As the WHO has declared COVID-19 to be a global pandemic, we have seen a large increase in the exploitation of this theme by threat actors, cybercriminals and nation-state alike, to attack networks and users.
At LIFARS, we have, so far, seen three main “themes”:
- Click-bait type: “the truth about Coronavirus”, “the five things doctors don’t want you to know about COVID-19”, “WHO is about to take these steps to stop the pandemics”;
- Coverage-related type: “your insurance may not cover COVID-19”, “Check if you plan covers Corona virus”;
- Proximity-related type: “find who is infected in your neighborhood”, “COVID-19 tracker”.
When the vector is an email, we have seen either a link or an attached document, often a Word document. The link opens a site that installs or runs malicious code on the computer, the document exploits a vulnerability, which results in the download and execution of malicious code. From official reports, it seems the threat actors also exploit the COVID-19 theme to distribute malware applications for mobile devices using the official Play Store and Apple Store.
Once the link is clicked or the document opened, based on our recent cases, either a ransomware or a data stealer malware is started. In most cases, we have seen Trickbot being deployed, however, there are reports of other tools being used as well.
In the last few days, we have also seen an increase in the wire fraud attempts with the cybercriminals requesting a donation for the victims or pretending to be able to provide goods not available somewhere else, such as medications or vaccines.
How to prevent an infection
As usual: be smart. Anything that plays on the urgency, has over-dramatic tones, or claims to reveal a truth hidden from the public is to be considered as suspicious. In the same way, any communication that prompts you to open a document “that contains important information” or to click on a link should be considered as a threat.
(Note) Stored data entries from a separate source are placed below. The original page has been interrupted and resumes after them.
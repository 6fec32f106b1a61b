use super::{seek_expected, Strictness, Verifier};
use crate::client::{ObservedResponse, TrendEntry};
use crate::condition::ConditionLevel;
use crate::entity::{Category, CategorySet};
use crate::verdict::VerifyError;
use std::collections::HashSet;
use tracing::debug;

impl Verifier {
    /// Verify a cross-entity trend response.
    ///
    /// Every category must be a catalog category and the response must cover
    /// the whole catalog. Within a category, conditions are newest first, and
    /// each one is the accepted record of an existing entity of that category.
    /// An entity appears at most once in the whole response.
    ///
    /// Entity logs are locked one at a time.
    pub fn verify_trend(
        &self,
        res: &ObservedResponse,
        entries: &[TrendEntry],
    ) -> Result<(), VerifyError> {
        let mut categories = CategorySet::default();
        let mut seen: HashSet<i64> = HashSet::new();

        for entry in entries {
            let category = Category::parse(&entry.category)
                .map_err(|e| VerifyError::invalid(res, e.to_string()))?;
            categories.insert(category);

            let mut newer: Option<i64> = None;
            for condition in &entry.conditions {
                if let Some(newer) = newer {
                    if condition.timestamp > newer {
                        return Err(VerifyError::ordering(
                            res,
                            format!(
                                "{}: condition at {} follows condition at {}",
                                entry.category, condition.timestamp, newer
                            ),
                        ));
                    }
                }
                newer = Some(condition.timestamp);

                let entity = self.registry().get_by_id(condition.entity_id).ok_or_else(|| {
                    VerifyError::mismatch(
                        res,
                        format!("isu_id {} does not exist", condition.entity_id),
                    )
                })?;
                if entity.category != entry.category {
                    return Err(VerifyError::mismatch(
                        res,
                        format!(
                            "isu_id {} is listed under {} but belongs to {}",
                            entity.id, entry.category, entity.category
                        ),
                    ));
                }

                let level = ConditionLevel::from_label(&condition.condition_level)
                    .ok_or_else(|| {
                        VerifyError::invalid(
                            res,
                            format!("unknown condition_level '{}'", condition.condition_level),
                        )
                    })?;

                entity.with_conditions(|store| {
                    let mut cursor = store.end(ConditionLevel::ALL);
                    seek_expected(res, &mut cursor, condition.timestamp, Strictness::Load, |r| {
                        r.level() == level
                    })
                    .map(|_| ())
                })?;

                if !seen.insert(entity.id) {
                    return Err(VerifyError::mismatch(
                        res,
                        format!("isu_id {} appears more than once", entity.id),
                    ));
                }
            }
        }

        if !categories.is_full() {
            let missing = categories.missing();
            debug!(missing = missing.len(), "Trend response misses categories");
            return Err(VerifyError::invalid(
                res,
                format!("trend misses categories: {}", missing.join(", ")),
            ));
        }
        Ok(())
    }
}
Before opening a document attached to an email or clicking on a link, follow this routine.
- Check the sender – Is it someone you know? Is it a customer or a colleague? Is that person expected to send you a document or a link? If you do not know the sender, consider the email as malicious.
- Check the context – Does the sender usually communicate with me using email? Does the sender usually attach documents or links? If this is unusual, consider the email as malicious.
- Check the language – Are there obvious spelling or grammatical mistakes? Does the tone strike you as unlikely for the sender to use? Is the content stressing the urgency or an immediate action? If any of this is a “yes”, consider the email as malicious.
What if you open one of these?
Do not panic and, more importantly, do not try to fix the issue yourself: call your IT department for help and let them know that you think your machine has been compromised. Do not turn off your computer thinking that it will solve the issue.